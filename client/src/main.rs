use farm_client::window_conf;

#[macroquad::main(window_conf)]
async fn main() {
    env_logger::init();

    std::panic::set_hook(Box::new(|panic_info| {
        eprintln!("PANIC: {}", panic_info);
        if let Some(location) = panic_info.location() {
            eprintln!("  at {}:{}:{}", location.file(), location.line(), location.column());
        }
    }));

    farm_client::run().await;
}
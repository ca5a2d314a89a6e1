//! Blocking JSON POST transport

use std::io::Read;

/// Status line and body of an HTTP response
#[derive(Debug, Clone, PartialEq, Eq)]
pub struct HttpResponse {
    pub status: u16,
    pub body: String,
}

impl HttpResponse {
    pub fn is_ok(&self) -> bool {
        self.status == 200
    }
}

/// The request never produced a response (DNS, connect, TLS, I/O)
#[derive(Debug, thiserror::Error)]
#[error("transport error: {0}")]
pub struct TransportError(pub String);

/// Something that can POST a JSON body and hand back the raw response.
///
/// Non-2xx statuses are responses, not errors.
pub trait HttpTransport {
    fn post_json(&self, url: &str, content_type: &str, body: &str) -> Result<HttpResponse, TransportError>;
}

impl<T: HttpTransport + ?Sized> HttpTransport for &T {
    fn post_json(&self, url: &str, content_type: &str, body: &str) -> Result<HttpResponse, TransportError> {
        (**self).post_json(url, content_type, body)
    }
}

/// Transport backed by `ureq`
#[derive(Clone)]
pub struct UreqTransport {
    agent: ureq::Agent,
}

impl UreqTransport {
    pub fn new() -> Self {
        Self {
            agent: ureq::AgentBuilder::new().build(),
        }
    }
}

impl Default for UreqTransport {
    fn default() -> Self {
        Self::new()
    }
}

fn read_body(response: ureq::Response) -> Result<String, TransportError> {
    let mut body = String::new();
    response
        .into_reader()
        .read_to_string(&mut body)
        .map_err(|e| TransportError(e.to_string()))?;
    Ok(body)
}

impl HttpTransport for UreqTransport {
    fn post_json(&self, url: &str, content_type: &str, body: &str) -> Result<HttpResponse, TransportError> {
        match self
            .agent
            .post(url)
            .set("content-type", content_type)
            .send_string(body)
        {
            Ok(response) => {
                let status = response.status();
                Ok(HttpResponse {
                    status,
                    body: read_body(response)?,
                })
            }
            Err(ureq::Error::Status(status, response)) => Ok(HttpResponse {
                status,
                body: read_body(response).unwrap_or_default(),
            }),
            Err(ureq::Error::Transport(e)) => Err(TransportError(e.to_string())),
        }
    }
}

#[cfg(test)]
mod tests {
    use super::*;
    use std::io::{BufRead, BufReader, Write};
    use std::net::TcpListener;
    use std::sync::mpsc;
    use std::thread;

    /// Serve one canned response and report the raw request head and body
    fn serve_once(status_line: &'static str, response_body: &'static str) -> (String, mpsc::Receiver<(String, String)>) {
        let listener = TcpListener::bind("127.0.0.1:0").unwrap();
        let addr = listener.local_addr().unwrap();
        let (tx, rx) = mpsc::channel();

        thread::spawn(move || {
            let (stream, _) = listener.accept().unwrap();
            let mut reader = BufReader::new(stream.try_clone().unwrap());

            let mut head = String::new();
            let mut content_length = 0usize;
            loop {
                let mut line = String::new();
                reader.read_line(&mut line).unwrap();
                if line == "\r\n" || line.is_empty() {
                    break;
                }
                if let Some((name, value)) = line.split_once(':') {
                    if name.eq_ignore_ascii_case("content-length") {
                        content_length = value.trim().parse().unwrap();
                    }
                }
                head.push_str(&line);
            }

            let mut body = vec![0u8; content_length];
            reader.read_exact(&mut body).unwrap();

            let mut stream = stream;
            write!(
                stream,
                "{}\r\nContent-Type: application/json\r\nContent-Length: {}\r\nConnection: close\r\n\r\n{}",
                status_line,
                response_body.len(),
                response_body
            )
            .unwrap();
            stream.flush().unwrap();

            tx.send((head, String::from_utf8(body).unwrap())).unwrap();
        });

        (format!("http://{}", addr), rx)
    }

    #[test]
    fn test_post_sends_header_and_body() {
        let (base, rx) = serve_once("HTTP/1.1 200 OK", r#"{"tx":"0x1"}"#);
        let transport = UreqTransport::new();

        let response = transport
            .post_json(&format!("{}/mint", base), "application/json;charset=UTF-8", r#"{"farmId":1}"#)
            .unwrap();

        assert_eq!(response.status, 200);
        assert!(response.is_ok());
        assert_eq!(response.body, r#"{"tx":"0x1"}"#);

        let (head, body) = rx.recv().unwrap();
        assert!(head.starts_with("POST /mint HTTP/1.1"), "unexpected request line: {}", head);
        assert!(head
            .lines()
            .any(|line| line.to_ascii_lowercase() == "content-type: application/json;charset=utf-8"));
        assert_eq!(body, r#"{"farmId":1}"#);
    }

    #[test]
    fn test_error_status_is_a_response() {
        let (base, _rx) = serve_once("HTTP/1.1 500 Internal Server Error", r#"{"error":"boom"}"#);
        let transport = UreqTransport::new();

        let response = transport
            .post_json(&format!("{}/mint", base), "application/json;charset=UTF-8", "{}")
            .unwrap();

        assert_eq!(response.status, 500);
        assert!(!response.is_ok());
        assert_eq!(response.body, r#"{"error":"boom"}"#);
    }

    #[test]
    fn test_connection_refused_is_transport_error() {
        // Bind then drop to get a port with nothing listening
        let addr = TcpListener::bind("127.0.0.1:0").unwrap().local_addr().unwrap();
        let transport = UreqTransport::new();

        let result = transport.post_json(&format!("http://{}/mint", addr), "application/json", "{}");
        assert!(result.is_err());
    }
}
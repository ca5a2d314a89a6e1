pub mod layout;
pub mod inventory_panel;

pub use layout::{UiElementId, UiElement, UiLayout};
pub use inventory_panel::{
    InventoryActions, InventoryPanel, InventoryView, ItemDetailView, ItemTile, PanelAction, PanelContent,
};
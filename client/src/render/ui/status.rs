//! Bottom status line: last mint outcome and key hints

use macroquad::prelude::*;
use crate::game::GameState;
use super::super::Renderer;
use super::common::*;

impl Renderer {
    pub(crate) fn render_status_bar(&self, state: &GameState) {
        let y = screen_height() - STATUS_BAR_HEIGHT;
        draw_rectangle(0.0, y, screen_width(), STATUS_BAR_HEIGHT, PANEL_BG);
        draw_line(0.0, y, screen_width(), y, 1.0, FRAME_MID);

        let text_y = y + STATUS_BAR_HEIGHT / 2.0 + 5.0;

        if let Some(status) = &state.ui_state.mint_status {
            let color = if status.success { TEXT_SUCCESS } else { TEXT_ERROR };
            self.draw_text_sharp(&status.message, 10.0, text_y, 16.0, color);
        } else if let Some(selected) = &state.selected_item {
            self.draw_text_sharp(&format!("Selected: {}", selected), 10.0, text_y, 16.0, TEXT_NORMAL);
        }

        let hints = "[I] Inventory  [A/D] Tab  [M] Mint";
        let hints_w = self.measure_text_sharp(hints, 16.0).width;
        self.draw_text_sharp(hints, screen_width() - hints_w - 10.0, text_y, 16.0, TEXT_DIM);
    }
}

----------------

> **WORK REQUIRED**:
Repeat the data above exactly.

> **FINAL ANSWER**:
filename client/src/main.rs
use farm_client::window_conf;

#[macroquad::main(window_conf)]
async fn main() {
    env_logger::init();

    std::panic::set_hook(Box::new(|panic_info| {
        eprintln!("PANIC: {}", panic_info);
        if let Some(location) = panic_info.location() {
            eprintln!("  at {}:{}:{}", location.file(), location.line(), location.column());
        }
    }));

    farm_client::run().await;
}
repository ca5a2d314a89a6e1
//! Blocking JSON POST transport

use std::io::Read;

/// Status line and body of an HTTP response
#[derive(Debug, Clone, PartialEq, Eq)]
pub struct HttpResponse {
    pub status: u16,
    pub body: String,
}

impl HttpResponse {
    pub fn is_ok(&self) -> bool {
        self.status == 200
    }
}

/// The request never produced a response (DNS, connect, TLS, I/O)
#[derive(Debug, thiserror::Error)]
#[error("transport error: {0}")]
pub struct TransportError(pub String);

/// Something that can POST a JSON body and hand back the raw response.
///
/// Non-2xx statuses are responses, not errors.
pub trait HttpTransport {
    fn post_json(&self, url: &str, content_type: &str, body: &str) -> Result<HttpResponse, TransportError>;
}

impl<T: HttpTransport + ?Sized> HttpTransport for &T {
    fn post_json(&self, url: &str, content_type: &str, body: &str) -> Result<HttpResponse, TransportError> {
        (**self).post_json(url, content_type, body)
    }
}

/// Transport backed by `ureq`
#[derive(Clone)]
pub struct UreqTransport {
    agent: ureq::Agent,
}

impl UreqTransport {
    pub fn new() -> Self {
        Self {
            agent: ureq::AgentBuilder::new().build(),
        }
    }
}

impl Default for UreqTransport {
    fn default() -> Self {
        Self::new()
    }
}

fn read_body(response: ureq::Response) -> Result<String, TransportError> {
    let mut body = String::new();
    response
        .into_reader()
        .read_to_string(&mut body)
        .map_err(|e| TransportError(e.to_string()))?;
    Ok(body)
}

impl HttpTransport for UreqTransport {
    fn post_json(&self, url: &str, content_type: &str, body: &str) -> Result<HttpResponse, TransportError> {
        match self
            .agent
            .post(url)
            .set("content-type", content_type)
            .send_string(body)
        {
            Ok(response) => {
                let status = response.status();
                Ok(HttpResponse {
                    status,
                    body: read_body(response)?,
                })
            }
            Err(ureq::Error::Status(status, response)) => Ok(HttpResponse {
                status,
                body: read_body(response).unwrap_or_default(),
            }),
            Err(ureq::Error::Transport(e)) => Err(TransportError(e.to_string())),
        }
    }
}

#[cfg(test)]
mod tests {
    use super::*;
    use std::io::{BufRead, BufReader, Write};
    use std::net::TcpListener;
    use std::sync::mpsc;
    use std::thread;

    /// Serve one canned response and report the raw request head and body
    fn serve_once(status_line: &'static str, response_body: &'static str) -> (String, mpsc::Receiver<(String, String)>) {
        let listener = TcpListener::bind("127.0.0.1:0").unwrap();
        let addr = listener.local_addr().unwrap();
        let (tx, rx) = mpsc::channel();

        thread::spawn(move || {
            let (stream, _) = listener.accept().unwrap();
            let mut reader = BufReader::new(stream.try_clone().unwrap());

            let mut head = String::new();
            let mut content_length = 0usize;
            loop {
                let mut line = String::new();
                reader.read_line(&mut line).unwrap();
                if line == "\r\n" || line.is_empty() {
                    break;
                }
                if let Some((name, value)) = line.split_once(':') {
                    if name.eq_ignore_ascii_case("content-length") {
                        content_length = value.trim().parse().unwrap();
                    }
                }
                head.push_str(&line);
            }

            let mut body = vec![0u8; content_length];
            reader.read_exact(&mut body).unwrap();

            let mut stream = stream;
            write!(
                stream,
                "{}\r\nContent-Type: application/json\r\nContent-Length: {}\r\nConnection: close\r\n\r\n{}",
                status_line,
                response_body.len(),
                response_body
            )
            .unwrap();
            stream.flush().unwrap();

            tx.send((head, String::from_utf8(body).unwrap())).unwrap();
        });

        (format!("http://{}", addr), rx)
    }

    #[test]
    fn test_post_sends_header_and_body() {
        let (base, rx) = serve_once("HTTP/1.1 200 OK", r#"{"tx":"0x1"}"#);
        let transport = UreqTransport::new();

        let response = transport
            .post_json(&format!("{}/mint", base), "application/json;charset=UTF-8", r#"{"farmId":1}"#)
            .unwrap();

        assert_eq!(response.status, 200);
        assert!(response.is_ok());
        assert_eq!(response.body, r#"{"tx":"0x1"}"#);

        let (head, body) = rx.recv().unwrap();
        assert!(head.starts_with("POST /mint HTTP/1.1"), "unexpected request line: {}", head);
        assert!(head
            .lines()
            .any(|line| line.to_ascii_lowercase() == "content-type: application/json;charset=utf-8"));
        assert_eq!(body, r#"{"farmId":1}"#);
    }

    #[test]
    fn test_error_status_is_a_response() {
        let (base, _rx) = serve_once("HTTP/1.1 500 Internal Server Error", r#"{"error":"boom"}"#);
        let transport = UreqTransport::new();

        let response = transport
            .post_json(&format!("{}/mint", base), "application/json;charset=UTF-8", "{}")
            .unwrap();

        assert_eq!(response.status, 500);
        assert!(!response.is_ok());
        assert_eq!(response.body, r#"{"error":"boom"}"#);
    }

    #[test]
    fn test_connection_refused_is_transport_error() {
        // Bind then drop to get a port with nothing listening
        let addr = TcpListener::bind("127.0.0.1:0").unwrap().local_addr().unwrap();
        let transport = UreqTransport::new();

        let result = transport.post_json(&format!("http://{}/mint", addr), "application/json", "{}");
        assert!(result.is_err());
    }
}
repository ca5a2d314a89a6e1
pub mod layout;
pub mod inventory_panel;

pub use layout::{UiElementId, UiElement, UiLayout};
pub use inventory_panel::{
    InventoryActions, InventoryPanel, InventoryView, ItemDetailView, ItemTile, PanelAction, PanelContent,
};
filename client/src/render/ui/status.rs
//! Bottom status line: last mint outcome and key hints

use macroquad::prelude::*;
use crate::game::GameState;
use super::super::Renderer;
use super::common::*;

impl Renderer {
    pub(crate) fn render_status_bar(&self, state: &GameState) {
        let y = screen_height() - STATUS_BAR_HEIGHT;
        draw_rectangle(0.0, y, screen_width(), STATUS_BAR_HEIGHT, PANEL_BG);
        draw_line(0.0, y, screen_width(), y, 1.0, FRAME_MID);

        let text_y = y + STATUS_BAR_HEIGHT / 2.0 + 5.0;

        if let Some(status) = &state.ui_state.mint_status {
            let color = if status.success { TEXT_SUCCESS } else { TEXT_ERROR };
            self.draw_text_sharp(&status.message, 10.0, text_y, 16.0, color);
        } else if let Some(selected) = &state.selected_item {
            self.draw_text_sharp(&format!("Selected: {}", selected), 10.0, text_y, 16.0, TEXT_NORMAL);
        }

        let hints = "[I] Inventory  [A/D] Tab  [M] Mint";
        let hints_w = self.measure_text_sharp(hints, 16.0).width;
        self.draw_text_sharp(hints, screen_width() - hints_w - 10.0, text_y, 16.0, TEXT_DIM);
    }
}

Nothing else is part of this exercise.